|Born||January 27 1906|
|Birth Location||Kona, HI|
Nisei lawyer and community leader in Hawai'i. Masaji Marumoto (1906–95) served as chairman of the Emergency Service Committee, under the Military Government of Hawai'i, before he volunteered for the army in 1943. He became an instructor at the Military Intelligence Service Language School in Minnesota, and as the only Japanese American in the Judge Advocate General's Corps during the war, served in Okinawa and Korea. He formed a close friendship with Robert Shivers, head of the FBI in Honolulu, and was in a key group that helped prevent mass incarceration of Japanese Americans in Hawai'i.
Before the War
Masaji Marumoto was born in Honolulu on January 27, 1906, but spent most of his childhood in Kona, on the island of Hawai'i. His father, after some two decades as a plantation laborer on the island's Hāmãkua Coast and as a retail clerk in Honolulu, bought and ran a general store in Captain Cook, Kona. After completing sixth grade, Marumoto moved back to Honolulu to better his education and graduated first in his class from McKinley High School in 1924. He was a Phi Beta Kappa graduate of the University of Chicago in 1927 and the first Asian American to graduate from Harvard Law School in 1930. Returning to Honolulu, Marumoto passed the bar exam, and after working at a law firm, opened his own practice in 1932. The following year he married Shigeko Ozu.
In August 1939, as relations between the United States and Japan became tense, the Federal Bureau of Investigation opened an office in Honolulu to guard against espionage activities by Japanese Americans and to study how to handle Hawai'i's large Japanese American population in case of hostilities. In May of 1940 Marumoto attended a party aboard a Japanese luxury liner on its maiden voyage and sat at the same table with Robert Shivers, the FBI's special agent in charge.

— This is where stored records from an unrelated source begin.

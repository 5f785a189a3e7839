// Copyright 2020-2021 IOTA Stiftung
// SPDX-License-Identifier: Apache-2.0

//! JSON Web Token (RFC 7519): claims handling layered on [`crate::jws`].
//! `JwtHeaderSet` is just [`JwsHeader`] under the name the donor crate's
//! tests use it by; the claim auto-completion and `nbf`/`exp` validation
//! live here rather than in `jws` because they are JWT-specific, not
//! general-JWS behavior.

use std::collections::HashSet;

use serde_json::Map;
use serde_json::Value;

use crate::error::Error;
use crate::error::Result;
use crate::jwk::Jwk;
use crate::jws;
use crate::jws::JwsHeader;
use crate::registry::JoseConfig;
use crate::secret::Secret;

pub type JwtHeaderSet = JwsHeader;

/// A thin wrapper over a JSON object, with typed accessors for the
/// time-based claims the core validates.
#[derive(Debug, Clone, Default, PartialEq)]
pub struct JwtClaims(Map<String, Value>);

impl JwtClaims {
  pub fn new() -> Self {
    Self(Map::new())
  }

  pub fn from_map(map: Map<String, Value>) -> Self {
    Self(map)
  }

  pub fn into_map(self) -> Map<String, Value> {
    self.0
  }

  pub fn as_map(&self) -> &Map<String, Value> {
    &self.0
  }

  fn get_i64(&self, name: &str) -> Option<i64> {
    self.0.get(name).and_then(Value::as_i64)
  }

  pub fn iat(&self) -> Option<i64> {
    self.get_i64("iat")
  }

  pub fn set_iat(&mut self, value: i64) {
    self.0.insert("iat".to_string(), Value::from(value));
  }

  pub fn nbf(&self) -> Option<i64> {
    self.get_i64("nbf")
  }

  pub fn set_nbf(&mut self, value: i64) {
    self.0.insert("nbf".to_string(), Value::from(value));
  }

  pub fn exp(&self) -> Option<i64> {
    self.get_i64("exp")
  }

  pub fn set_exp(&mut self, value: i64) {
    self.0.insert("exp".to_string(), Value::from(value));
  }

  pub fn iss(&self) -> Option<&str> {
    self.0.get("iss").and_then(Value::as_str)
  }

  pub fn aud(&self) -> Option<&Value> {
    self.0.get("aud")
  }

  pub fn sub(&self) -> Option<&str> {
    self.0.get("sub").and_then(Value::as_str)
  }

  pub fn jti(&self) -> Option<&str> {
    self.0.get("jti").and_then(Value::as_str)
  }
}

fn now_seconds() -> Result<i64> {
  use std::time::SystemTime;
  use std::time::UNIX_EPOCH;
  SystemTime::now()
    .duration_since(UNIX_EPOCH)
    .map(|d| d.as_secs() as i64)
    .map_err(|_| Error::SystemLibraryError("system clock is before the Unix epoch".into()))
}

/// Builds and signs a JWT. Single-recipient only: JWTs are not a multi-
/// signature format in practice, unlike the generic JWS JSON forms.
pub struct Encoder<'a> {
  jwk: &'a Jwk,
  header: JwsHeader,
  auto_iat: bool,
}

impl<'a> Encoder<'a> {
  pub fn new(jwk: &'a Jwk, header: JwsHeader) -> Self {
    Self {
      jwk,
      header,
      auto_iat: true,
    }
  }

  pub fn auto_iat(mut self, enabled: bool) -> Self {
    self.auto_iat = enabled;
    self
  }

  pub fn encode(&self, claims: &JwtClaims) -> Result<String> {
    let mut claims: JwtClaims = claims.clone();
    if self.auto_iat && claims.iat().is_none() {
      claims.set_iat(now_seconds()?);
    }

    let payload: Vec<u8> = serde_json::to_vec(&claims.0)?;
    jws::Encoder::new().recipient(self.jwk, self.header.clone()).encode(&payload)
  }
}

/// Decodes and validates a JWT: the enclosed JWS is verified first, then
/// `nbf`/`exp` are checked against the current time.
pub struct Decoder<'a> {
  inner: jws::Decoder<'a>,
  skip_validation: HashSet<&'static str>,
  config: JoseConfig,
}

impl<'a> Decoder<'a> {
  pub fn new(key: Secret<'a>) -> Self {
    Self {
      inner: jws::Decoder::new(key),
      skip_validation: HashSet::new(),
      config: JoseConfig::default(),
    }
  }

  pub fn kid(mut self, kid: &'a str) -> Self {
    self.inner = self.inner.kid(kid);
    self
  }

  pub fn config(mut self, config: JoseConfig) -> Self {
    self.config = config;
    self.inner = self.inner.config(config);
    self
  }

  /// Skips `nbf` and/or `exp` enforcement for the named claim(s) — e.g.
  /// `.skip_validation(&["exp"])` for a deliberately-expired test fixture.
  pub fn skip_validation(mut self, claims: &[&'static str]) -> Self {
    self.skip_validation.extend(claims);
    self
  }

  pub fn decode(&self, data: &[u8]) -> Result<JwtClaims> {
    let token: jws::Token = self.inner.decode(data)?;
    let claims: JwtClaims = JwtClaims::from_map(serde_json::from_slice(&token.claims).map_err(Error::from)?);

    let now: i64 = now_seconds()?;
    let allowance: i64 = self.config.time_allowance();

    if !self.skip_validation.contains("nbf") {
      if let Some(nbf) = claims.nbf() {
        if now + allowance < nbf {
          return Err(Error::TooEarly(nbf));
        }
      }
    }

    if !self.skip_validation.contains("exp") {
      if let Some(exp) = claims.exp() {
        if now > exp + allowance {
          return Err(Error::TooLate(exp));
        }
      }
    }

    Ok(claims)
  }
}

#[cfg(test)]
mod tests {
  use super::*;
  use crate::jwk::JwkParamsOct;
  use crate::jws::JwsAlgorithm;
  use crate::jwu;

  fn hs256_key() -> Jwk {
    Jwk::from_params(JwkParamsOct {
      k: jwu::encode_b64("a sufficiently long shared secret for HS256"),
    })
  }

  #[test]
  fn encode_auto_sets_iat() {
    let jwk = hs256_key();
    let header = JwsHeader::new(JwsAlgorithm::HS256).typ("JWT");
    let token = Encoder::new(&jwk, header).encode(&JwtClaims::new()).unwrap();
    let claims = Decoder::new(Secret::Jwk(&jwk)).decode(token.as_bytes()).unwrap();
    assert!(claims.iat().is_some());
  }

  #[test]
  fn expired_token_is_too_late() {
    let jwk = hs256_key();
    let header = JwsHeader::new(JwsAlgorithm::HS256);
    let mut claims = JwtClaims::new();
    claims.set_exp(0);
    let token = Encoder::new(&jwk, header).encode(&claims).unwrap();
    assert!(matches!(Decoder::new(Secret::Jwk(&jwk)).decode(token.as_bytes()), Err(Error::TooLate(0))));
  }

  #[test]
  fn skip_validation_allows_expired_token() {
    let jwk = hs256_key();
    let header = JwsHeader::new(JwsAlgorithm::HS256);
    let mut claims = JwtClaims::new();
    claims.set_exp(0);
    let token = Encoder::new(&jwk, header).encode(&claims).unwrap();
    let decoded = Decoder::new(Secret::Jwk(&jwk)).skip_validation(&["exp"]).decode(token.as_bytes()).unwrap();
    assert_eq!(decoded.exp(), Some(0));
  }

  #[test]
  fn not_yet_valid_token_is_too_early() {
    let jwk = hs256_key();
    let header = JwsHeader::new(JwsAlgorithm::HS256);
    let mut claims = JwtClaims::new();
    claims.set_nbf(i64::MAX - 10_000);
    let token = Encoder::new(&jwk, header).encode(&claims).unwrap();
    assert!(matches!(Decoder::new(Secret::Jwk(&jwk)).decode(token.as_bytes()), Err(Error::TooEarly(_))));
  }
}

The next day Shivers called Marumoto to his office and said he was being bombarded with anti-Japanese information. "I have not yet met a Japanese to talk to. I want to find out the Japanese side of the story. Can you help me?" Marumoto suggested dinner at his home and invited Shivers and his wife Corinne to meet with several other Japanese American couples. From that dinner, Shivers picked three of the men to be the nucleus of a group that met for Sunday morning breakfast meetings at his home. Shivers kept Marumoto out of that group, meeting with him separately.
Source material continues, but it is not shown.